Lent – Year B – Mark 14:1-15:47

For the past few years, I have sensed death wanting to be my friend. You know the type. “Let’s hang out more,” she says, “get better acquainted!” But I already have plenty of friends, a busy life, and the truth is, I’m just not that into her. Yet there she is, shuffling along behind me, showing up when I least want her around, throwing her arms around my shoulders to show how close we are, how much a part of my life she already is. “Stop breathing on me!” I want to say, but she doesn’t seem to care. And I have to admit I’m starting to get used to her salty breath, her tattered edges, her constancy. I am almost fond now of her clumsy nearness. What might she tell me if I learned to listen better; what might I see in this crazy quilt of death in life, pieced together in haphazard patterns?

Today is the beginning of the end for Jesus. And the beginning of the beginning. Do you see the wholeness of his life even as death closes in? The fragments of his final week create a story that is dangerously familiar. Read it slowly this year. Walk alongside the other disciples, feel their confusion and fear, hear Jesus confront the powers, offer the wisdom of silence, give it all and then give some more, be abandoned and wait to be found.
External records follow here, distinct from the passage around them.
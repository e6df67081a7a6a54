//! Global context for stevedore operations.
//!
//! Provides centralized access to paths and environment-derived defaults.
//! Environment variables are read exactly once, at context creation, into an
//! immutable [`EnvDefaults`]; nothing downstream consults `std::env` again.

use std::path::{Path, PathBuf};
use std::sync::LazyLock;

use anyhow::{Context, Result};
use directories::ProjectDirs;

/// Default publisher identity for bare references.
pub const DEFAULT_USER: &str = "_";

/// Default distribution channel for bare references.
pub const DEFAULT_CHANNEL: &str = "stable";

/// Environment variable overriding the default channel.
pub const ENV_CHANNEL: &str = "STEVEDORE_CHANNEL";

/// Environment variable overriding the default publisher identity.
pub const ENV_USER: &str = "STEVEDORE_USER";

/// Environment variable overriding the configure/build tool path.
pub const ENV_CMAKE: &str = "STEVEDORE_CMAKE";

/// Environment variable overriding the test tool path.
pub const ENV_CTEST: &str = "STEVEDORE_CTEST";

/// Project directories for stevedore
static PROJECT_DIRS: LazyLock<Option<ProjectDirs>> =
    LazyLock::new(|| ProjectDirs::from("io", "stevedore", "stevedore"));

/// Environment-derived defaults, captured once at startup.
///
/// Used only while resolving named requirements (channel/user) and when
/// locating the external tools.
#[derive(Debug, Clone)]
pub struct EnvDefaults {
    /// Default channel for references that omit one.
    pub channel: String,

    /// Default publisher identity for references that omit one.
    pub user: String,

    /// Explicit path to the build tool, if overridden.
    pub cmake: Option<PathBuf>,

    /// Explicit path to the test tool, if overridden.
    pub ctest: Option<PathBuf>,
}

impl EnvDefaults {
    /// Capture defaults from the process environment.
    pub fn capture() -> Self {
        EnvDefaults {
            channel: std::env::var(ENV_CHANNEL).unwrap_or_else(|_| DEFAULT_CHANNEL.to_string()),
            user: std::env::var(ENV_USER).unwrap_or_else(|_| DEFAULT_USER.to_string()),
            cmake: std::env::var_os(ENV_CMAKE).map(PathBuf::from),
            ctest: std::env::var_os(ENV_CTEST).map(PathBuf::from),
        }
    }
}

impl Default for EnvDefaults {
    fn default() -> Self {
        EnvDefaults {
            channel: DEFAULT_CHANNEL.to_string(),
            user: DEFAULT_USER.to_string(),
            cmake: None,
            ctest: None,
        }
    }
}

/// Global context containing configuration and paths.
#[derive(Debug, Clone)]
pub struct GlobalContext {
    /// Current working directory
    cwd: PathBuf,

    /// Home directory for global stevedore data (~/.stevedore/)
    home: PathBuf,

    /// Captured environment defaults
    env: EnvDefaults,

    /// Whether to use verbose output
    verbose: bool,

    /// Whether to use colors in output
    color: bool,
}

impl GlobalContext {
    /// Create a new GlobalContext with defaults.
    pub fn new() -> Result<Self> {
        let cwd = std::env::current_dir().context("failed to get current directory")?;
        Ok(Self::with_cwd_and_env(cwd, EnvDefaults::capture()))
    }

    /// Create a GlobalContext with a specific working directory.
    pub fn with_cwd(cwd: PathBuf) -> Self {
        Self::with_cwd_and_env(cwd, EnvDefaults::capture())
    }

    /// Create a GlobalContext with explicit environment defaults.
    ///
    /// Tests use this to avoid touching the real process environment.
    pub fn with_cwd_and_env(cwd: PathBuf, env: EnvDefaults) -> Self {
        let home = if let Some(dirs) = PROJECT_DIRS.as_ref() {
            dirs.cache_dir().to_path_buf()
        } else {
            // Fallback to ~/.stevedore
            std::env::var_os("HOME")
                .map(|h| PathBuf::from(h).join(".stevedore"))
                .unwrap_or_else(|| PathBuf::from(".stevedore"))
        };

        GlobalContext {
            cwd,
            home,
            env,
            verbose: false,
            color: true,
        }
    }

    /// Override the home directory (tests point this at a temp dir).
    pub fn with_home(mut self, home: PathBuf) -> Self {
        self.home = home;
        self
    }

    /// Set verbose mode.
    pub fn set_verbose(&mut self, verbose: bool) {
        self.verbose = verbose;
    }

    /// Set color output.
    pub fn set_color(&mut self, color: bool) {
        self.color = color;
    }

    /// Get the current working directory.
    pub fn cwd(&self) -> &Path {
        &self.cwd
    }

    /// Get the stevedore home directory.
    pub fn home(&self) -> &Path {
        &self.home
    }

    /// Get the captured environment defaults.
    pub fn env(&self) -> &EnvDefaults {
        &self.env
    }

    /// Get the global cache directory for fetched dependencies.
    pub fn cache_dir(&self) -> PathBuf {
        self.home.join("cache")
    }

    /// Check if verbose mode is enabled.
    pub fn is_verbose(&self) -> bool {
        self.verbose
    }

    /// Check if color output is enabled.
    pub fn color(&self) -> bool {
        self.color
    }
}
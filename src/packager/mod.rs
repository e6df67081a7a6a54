//! Artifact packaging.
//!
//! The terminal pipeline stage: applies an [`ArtifactSet`] to the build
//! output root and stages matched files into the package output root.
//! Re-running with unchanged inputs is idempotent; content-equal
//! destinations are left untouched.
//!
//! Packaging is NOT atomic: a collision or I/O failure can leave a
//! partially-written destination. Package into a fresh or empty directory.

pub mod rules;

use std::collections::BTreeMap;
use std::path::{Path, PathBuf};

use thiserror::Error;

use crate::util::fs::{ensure_dir, files_identical, relative_path};

pub use rules::{ArtifactSet, CopyRule};

/// Error during packaging.
#[derive(Debug, Error)]
pub enum PackageError {
    /// Two distinct source files flatten to the same destination.
    #[error(
        "destination collision: `{}` and `{}` both map to `{}`",
        first.display(), second.display(), dest.display()
    )]
    Collision {
        dest: PathBuf,
        first: PathBuf,
        second: PathBuf,
    },

    /// A glob pattern in a rule is invalid.
    #[error("invalid pattern `{pattern}`")]
    Pattern {
        pattern: String,
        #[source]
        source: glob::PatternError,
    },

    /// Filesystem failure while staging.
    #[error("packaging I/O error at `{}`", path.display())]
    Io {
        path: PathBuf,
        #[source]
        source: anyhow::Error,
    },
}

/// What a packaging run staged.
#[derive(Debug, Default)]
pub struct PackageReport {
    /// (source, destination) pairs, in destination order.
    pub copied: Vec<(PathBuf, PathBuf)>,
}

impl PackageReport {
    /// Number of files in the package.
    pub fn file_count(&self) -> usize {
        self.copied.len()
    }
}

/// Apply the rule set to `build_root`, staging into `out_root`.
pub fn package(
    set: &ArtifactSet,
    build_root: &Path,
    out_root: &Path,
) -> Result<PackageReport, PackageError> {
    let planned = plan_copies(set, build_root, out_root)?;

    let mut report = PackageReport::default();
    for (dest, src) in planned {
        if let Some(parent) = dest.parent() {
            ensure_dir(parent).map_err(|e| PackageError::Io {
                path: parent.to_path_buf(),
                source: e,
            })?;
        }

        let already_current = dest.exists()
            && files_identical(&src, &dest).map_err(|e| PackageError::Io {
                path: dest.clone(),
                source: e,
            })?;

        if !already_current {
            std::fs::copy(&src, &dest).map_err(|e| PackageError::Io {
                path: dest.clone(),
                source: anyhow::Error::new(e),
            })?;
        }

        tracing::debug!("packaged {} -> {}", src.display(), dest.display());
        report.copied.push((src, dest));
    }

    Ok(report)
}

/// Match all rules and assign destinations, detecting collisions before any
/// file is written.
fn plan_copies(
    set: &ArtifactSet,
    build_root: &Path,
    out_root: &Path,
) -> Result<BTreeMap<PathBuf, PathBuf>, PackageError> {
    let mut planned: BTreeMap<PathBuf, PathBuf> = BTreeMap::new();

    for rule in &set.rules {
        let base = if rule.src_subdir.is_empty() {
            build_root.to_path_buf()
        } else {
            build_root.join(&rule.src_subdir)
        };
        if !base.is_dir() {
            continue;
        }

        for src in match_files(&base, &rule.pattern)? {
            let dest_name: PathBuf = if rule.keep_path {
                relative_path(&base, &src)
            } else {
                src.file_name().map(PathBuf::from).unwrap_or_default()
            };
            let dest = out_root.join(&rule.dest_subdir).join(dest_name);

            match planned.get(&dest) {
                Some(prev) if prev != &src => {
                    return Err(PackageError::Collision {
                        dest,
                        first: prev.clone(),
                        second: src,
                    });
                }
                _ => {
                    planned.insert(dest, src);
                }
            }
        }
    }

    Ok(planned)
}

/// Files under `base` matching `pattern`, sorted for deterministic order.
fn match_files(base: &Path, pattern: &str) -> Result<Vec<PathBuf>, PackageError> {
    let full_pattern = base.join(pattern);
    let pattern_str = full_pattern.to_string_lossy();

    let entries = glob::glob(&pattern_str).map_err(|e| PackageError::Pattern {
        pattern: pattern.to_string(),
        source: e,
    })?;

    let mut files: Vec<PathBuf> = entries
        .filter_map(|entry| match entry {
            Ok(path) if path.is_file() => Some(path),
            Ok(_) => None,
            Err(e) => {
                tracing::warn!("glob error: {}", e);
                None
            }
        })
        .collect();

    files.sort();
    files.dedup();
    Ok(files)
}
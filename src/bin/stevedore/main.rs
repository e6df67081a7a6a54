//! Stevedore CLI - a dependency-aware build and package orchestrator

use anyhow::{Context, Result};
use clap::Parser;
use tracing_subscriber::EnvFilter;

use stevedore::ops::PipelineError;
use stevedore::util::diagnostic;
use stevedore::util::{CancelToken, GlobalContext};

mod cli;
mod commands;

use cli::{Cli, Commands};

fn main() {
    let cli = Cli::parse();
    let color = !cli.no_color;

    // Set up logging
    let filter = if cli.verbose {
        EnvFilter::new("stevedore=debug")
    } else {
        EnvFilter::new("stevedore=info")
    };

    tracing_subscriber::fmt()
        .with_env_filter(filter)
        .with_target(false)
        .without_time()
        .init();

    if let Err(e) = run(cli) {
        if let Some(pipeline_err) = e.downcast_ref::<PipelineError>() {
            diagnostic::emit(&pipeline_err.to_diagnostic(), color);
            std::process::exit(pipeline_err.exit_code());
        }
        eprintln!("error: {:#}", e);
        std::process::exit(1);
    }
}

fn run(cli: Cli) -> Result<()> {
    let mut ctx = GlobalContext::new()?;
    ctx.set_verbose(cli.verbose);
    ctx.set_color(!cli.no_color);

    let token = CancelToken::new();
    let interrupt = token.clone();
    ctrlc::set_handler(move || interrupt.cancel())
        .context("failed to install interrupt handler")?;

    let manifest_path = cli.manifest_path.as_ref();

    match cli.command {
        Commands::Build(args) => commands::build::execute(args, manifest_path, &ctx, &token),
        Commands::Package(args) => commands::package::execute(args, manifest_path, &ctx, &token),
    }
}
//! Target platform descriptor.

use std::fmt;

use serde::{Deserialize, Serialize};

/// Build configuration passed to the native build tool.
#[derive(Debug, Clone, Copy, Default, PartialEq, Eq, Serialize, Deserialize)]
#[serde(rename_all = "lowercase")]
pub enum BuildType {
    #[default]
    Debug,
    Release,
}

impl BuildType {
    /// The value the build tool expects (`-DCMAKE_BUILD_TYPE=`, `--config`, `-C`).
    pub fn as_tool_config(&self) -> &'static str {
        match self {
            BuildType::Debug => "Debug",
            BuildType::Release => "Release",
        }
    }
}

impl fmt::Display for BuildType {
    fn fmt(&self, f: &mut fmt::Formatter<'_>) -> fmt::Result {
        write!(f, "{}", self.as_tool_config())
    }
}

/// Target platform: os, compiler, arch, and build type.
#[derive(Debug, Clone, PartialEq, Eq, Serialize, Deserialize)]
pub struct Platform {
    /// Operating system name (e.g. "linux", "macos", "windows")
    pub os: String,

    /// Compiler family (e.g. "gcc", "clang", "msvc")
    pub compiler: String,

    /// CPU architecture (e.g. "x86_64", "aarch64")
    pub arch: String,

    /// Build configuration
    pub build_type: BuildType,
}

impl Platform {
    /// Describe the host platform with the given build type.
    pub fn host(build_type: BuildType) -> Self {
        let os = std::env::consts::OS.to_string();
        let compiler = match os.as_str() {
            "windows" => "msvc",
            "macos" => "clang",
            _ => "gcc",
        }
        .to_string();

        Platform {
            os,
            compiler,
            arch: std::env::consts::ARCH.to_string(),
            build_type,
        }
    }

    /// Generator the configure step should request, if any.
    ///
    /// On Windows the build tool's default (Visual Studio) is left alone;
    /// elsewhere Unix Makefiles keep the command line deterministic.
    pub fn generator(&self) -> Option<&'static str> {
        if self.os == "windows" {
            None
        } else {
            Some("Unix Makefiles")
        }
    }
}

#[cfg(test)]
mod tests {
    use super::*;

    #[test]
    fn test_build_type_tool_config() {
        assert_eq!(BuildType::Debug.as_tool_config(), "Debug");
        assert_eq!(BuildType::Release.as_tool_config(), "Release");
    }

    #[test]
    fn test_host_platform() {
        let platform = Platform::host(BuildType::Release);
        assert!(!platform.os.is_empty());
        assert!(!platform.arch.is_empty());
        assert_eq!(platform.build_type, BuildType::Release);
    }

    #[test]
    fn test_generator_selection() {
        let linux = Platform {
            os: "linux".to_string(),
            compiler: "gcc".to_string(),
            arch: "x86_64".to_string(),
            build_type: BuildType::Debug,
        };
        assert_eq!(linux.generator(), Some("Unix Makefiles"));

        let windows = Platform {
            os: "windows".to_string(),
            compiler: "msvc".to_string(),
            arch: "x86_64".to_string(),
            build_type: BuildType::Debug,
        };
        assert_eq!(windows.generator(), None);
    }
}
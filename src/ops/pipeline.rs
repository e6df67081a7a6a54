//! The build/package pipeline.
//!
//! Stages run strictly in order: resolve, configure, build, test (when
//! enabled), package (when requested). Every stage error halts the pipeline
//! immediately; nothing is staged into the package output after a failure.

use std::fmt;
use std::path::PathBuf;

use anyhow::anyhow;
use thiserror::Error;

use crate::builder::executor::{BuildError, ExecReport, Executor};
use crate::builder::testrunner::{run_tests, TestError, TestReport};
use crate::builder::{build_command, configure_command};
use crate::core::descriptor::Descriptor;
use crate::core::options::OptionError;
use crate::core::plan::BuildPlan;
use crate::core::platform::{BuildType, Platform};
use crate::packager::{self, ArtifactSet, PackageError, PackageReport};
use crate::resolver::{ResolveError, Resolver};
use crate::sources::{DepCache, DirSource, Source};
use crate::util::cancel::CancelToken;
use crate::util::config::GlobalContext;
use crate::util::diagnostic::{Diagnostic, OUTPUT_TAIL_LINES};
use crate::util::process::{find_build_tool, find_test_tool, StepOutput};

/// A pipeline stage, for failure reporting.
#[derive(Debug, Clone, Copy, PartialEq, Eq)]
pub enum Stage {
    Resolve,
    Configure,
    Build,
    Test,
    Package,
}

impl fmt::Display for Stage {
    fn fmt(&self, f: &mut fmt::Formatter<'_>) -> fmt::Result {
        let name = match self {
            Stage::Resolve => "resolution",
            Stage::Configure => "configure",
            Stage::Build => "build",
            Stage::Test => "test",
            Stage::Package => "package",
        };
        write!(f, "{}", name)
    }
}

/// Exit code for a cancelled run (shell SIGINT convention).
pub const EXIT_CANCELLED: i32 = 130;

/// Any pipeline failure, tagged with enough to report stage and exit code.
#[derive(Debug, Error)]
pub enum PipelineError {
    #[error(transparent)]
    Option(#[from] OptionError),

    #[error(transparent)]
    Resolve(#[from] ResolveError),

    #[error(transparent)]
    Build(#[from] BuildError),

    #[error(transparent)]
    Test(#[from] TestError),

    #[error(transparent)]
    Package(#[from] PackageError),
}

impl PipelineError {
    /// The stage this failure belongs to; `None` for cancellation.
    pub fn stage(&self) -> Option<Stage> {
        match self {
            PipelineError::Option(_) => Some(Stage::Configure),
            PipelineError::Resolve(_) => Some(Stage::Resolve),
            PipelineError::Build(BuildError::Configure { .. }) => Some(Stage::Configure),
            PipelineError::Build(BuildError::Cancelled) => None,
            PipelineError::Build(_) => Some(Stage::Build),
            PipelineError::Test(TestError::Cancelled) => None,
            PipelineError::Test(_) => Some(Stage::Test),
            PipelineError::Package(_) => Some(Stage::Package),
        }
    }

    /// Whether the run was cancelled rather than failing.
    pub fn is_cancelled(&self) -> bool {
        matches!(
            self,
            PipelineError::Build(BuildError::Cancelled) | PipelineError::Test(TestError::Cancelled)
        )
    }

    /// The process exit code this failure maps to.
    pub fn exit_code(&self) -> i32 {
        if self.is_cancelled() {
            return EXIT_CANCELLED;
        }
        match self {
            PipelineError::Resolve(_) => 1,
            PipelineError::Option(_) => 2,
            PipelineError::Build(_) => 2,
            PipelineError::Test(_) => 3,
            PipelineError::Package(_) => 4,
        }
    }

    /// Captured tool output for build/test failures.
    pub fn tool_output(&self) -> Option<&StepOutput> {
        match self {
            PipelineError::Build(e) => e.step_output(),
            PipelineError::Test(e) => e.step_output(),
            _ => None,
        }
    }

    /// Render the failure for the terminal.
    pub fn to_diagnostic(&self) -> Diagnostic {
        if self.is_cancelled() {
            return Diagnostic::error("cancelled");
        }

        let stage = self
            .stage()
            .map(|s| s.to_string())
            .unwrap_or_else(|| "pipeline".to_string());
        let mut diag = Diagnostic::error(format!("{} stage failed: {}", stage, self));

        if let PipelineError::Resolve(e) = self {
            for line in e.context_lines() {
                diag = diag.with_context(line);
            }
        }

        if let Some(output) = self.tool_output() {
            diag = diag.with_tool_output(output.tail(OUTPUT_TAIL_LINES));
        }

        diag
    }
}

/// What a pipeline run should do.
#[derive(Debug, Clone, Default)]
pub struct BuildRequest {
    /// Raw `key=value` option overrides from the CLI.
    pub option_overrides: Vec<String>,

    /// Force the test stage on (`--test`).
    pub run_tests: bool,

    /// Build configuration.
    pub build_type: BuildType,

    /// When set, run the packaging stage into this directory.
    pub package_out: Option<PathBuf>,

    /// Stop after resolution and emit the plan instead of building.
    pub plan_only: bool,

    /// Verbose executor output.
    pub verbose: bool,
}

/// What a pipeline run produced.
#[derive(Debug)]
pub struct PipelineReport {
    pub plan: BuildPlan,
    pub exec: Option<ExecReport>,
    pub tests: Option<TestReport>,
    pub package: Option<PackageReport>,
}

/// Run the pipeline for a descriptor.
pub fn run(
    ctx: &GlobalContext,
    descriptor: &Descriptor,
    request: &BuildRequest,
    token: &CancelToken,
) -> Result<PipelineReport, PipelineError> {
    // Configuration-level validation happens before anything touches disk.
    let mut options = descriptor.options.apply_overrides(&request.option_overrides)?;
    if request.run_tests {
        options.build_tests = true;
    }

    check_token(token)?;

    let platform = Platform::host(request.build_type);

    // Resolve.
    tracing::info!("resolving dependencies of {}", descriptor.name);
    let cache = DepCache::new(ctx.cache_dir());
    let sources: Vec<Box<dyn Source>> = descriptor
        .sources
        .iter()
        .map(|dir| Box::new(DirSource::new(dir.clone())) as Box<dyn Source>)
        .collect();
    let deps = Resolver::new(sources, &cache).resolve(&descriptor.requires)?;

    let plan = BuildPlan::new(deps, options, platform);

    if request.plan_only {
        return Ok(PipelineReport {
            plan,
            exec: None,
            tests: None,
            package: None,
        });
    }

    check_token(token)?;

    // Configure + build.
    let tool = find_build_tool(ctx.env().cmake.as_deref())
        .ok_or_else(|| BuildError::Other(anyhow!("cmake not found in PATH")))?;
    let build_dir = descriptor
        .root
        .join(".stevedore")
        .join("build")
        .join(request.build_type.as_tool_config());
    crate::util::fs::ensure_dir(&build_dir).map_err(BuildError::Other)?;

    // Stage dependency runtime artifacts into the build tree so executables
    // built (and run by the test stage) can load them.
    let imports = ArtifactSet::runtime_imports();
    for dep in &plan.deps {
        packager::package(&imports, &dep.install_path, &build_dir).map_err(|e| {
            BuildError::Other(anyhow::Error::new(e).context(format!(
                "failed to import runtime artifacts of `{}`",
                dep.requirement
            )))
        })?;
    }

    let configure = configure_command(&tool, &descriptor.root, &build_dir, &plan);
    let compile = build_command(&tool, &build_dir, &plan);
    let exec = Executor::new()
        .verbose(request.verbose)
        .run(configure, compile, token)?;

    // Test, only when enabled.
    let tests = if plan.options.build_tests {
        let test_tool = find_test_tool(ctx.env().ctest.as_deref())
            .ok_or_else(|| TestError::Other(anyhow!("ctest not found in PATH")))?;
        Some(run_tests(
            &test_tool,
            &build_dir,
            plan.platform.build_type,
            token,
        )?)
    } else {
        None
    };

    // Package, only after everything above succeeded.
    let package = match &request.package_out {
        Some(out) => {
            check_token(token)?;
            tracing::info!("packaging into {}", out.display());
            let set = ArtifactSet::default_layout().with_extra_rules(&descriptor.copy_rules);
            Some(packager::package(&set, &build_dir, out)?)
        }
        None => None,
    };

    Ok(PipelineReport {
        plan,
        exec: Some(exec),
        tests,
        package,
    })
}

fn check_token(token: &CancelToken) -> Result<(), PipelineError> {
    token
        .check()
        .map_err(|_| PipelineError::Build(BuildError::Cancelled))
}

#[cfg(test)]
mod tests {
    use super::*;

    fn output(code: Option<i32>) -> StepOutput {
        StepOutput {
            code,
            stdout: String::new(),
            stderr: "ld: cannot find -lmissing\n".to_string(),
        }
    }

    #[test]
    fn test_exit_codes_per_stage() {
        let resolve = PipelineError::Resolve(ResolveError::NotFound {
            reference: "x/1@_/stable".to_string(),
            searched: vec![],
        });
        assert_eq!(resolve.exit_code(), 1);
        assert_eq!(resolve.stage(), Some(Stage::Resolve));

        let configure = PipelineError::Build(BuildError::Configure {
            output: output(Some(1)),
        });
        assert_eq!(configure.exit_code(), 2);
        assert_eq!(configure.stage(), Some(Stage::Configure));

        let compile = PipelineError::Build(BuildError::Compile {
            output: output(Some(2)),
        });
        assert_eq!(compile.exit_code(), 2);
        assert_eq!(compile.stage(), Some(Stage::Build));

        let test = PipelineError::Test(TestError::Failed {
            output: output(Some(8)),
            cases: vec![],
        });
        assert_eq!(test.exit_code(), 3);

        let package = PipelineError::Package(PackageError::Collision {
            dest: PathBuf::from("lib/a.a"),
            first: PathBuf::from("x/a.a"),
            second: PathBuf::from("y/a.a"),
        });
        assert_eq!(package.exit_code(), 4);

        let option = PipelineError::Option(OptionError::Unrecognized {
            name: "lto".to_string(),
        });
        assert_eq!(option.exit_code(), 2);
        assert_eq!(option.stage(), Some(Stage::Configure));
    }

    #[test]
    fn test_cancellation_exit_code() {
        let cancelled = PipelineError::Build(BuildError::Cancelled);
        assert!(cancelled.is_cancelled());
        assert_eq!(cancelled.exit_code(), EXIT_CANCELLED);
        assert_eq!(cancelled.stage(), None);
    }

    #[test]
    fn test_diagnostic_includes_stage_and_tail() {
        let err = PipelineError::Build(BuildError::Compile {
            output: output(Some(2)),
        });

        let shown = err.to_diagnostic().format(false);
        assert!(shown.contains("build stage failed"));
        assert!(shown.contains("ld: cannot find -lmissing"));
    }
}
Pick up a fragment each day or two. Turn it over and over in your palm. Ask it for a blessing.

I think of Raymond Carver’s little scrap of a poem called “Late Fragment” written in his hospital room when he was dying/living/dying. Here it is, in case you have not yet learned it by heart:

And did you get what
you wanted from this life, even so?
I did.
And what did you want?
To call myself beloved, to feel myself
beloved on the earth.

That’s all. A fragment, pieced into the quilt of his life because he had the courage to befriend his death. Keep some scraps of paper nearby this week. Listen for the fragments. What about you, Jesus? Did you get what you wanted from this life, even so? Are we, too, learning to call ourselves beloved, to feel ourselves beloved on the earth? Are the fragments making us whole?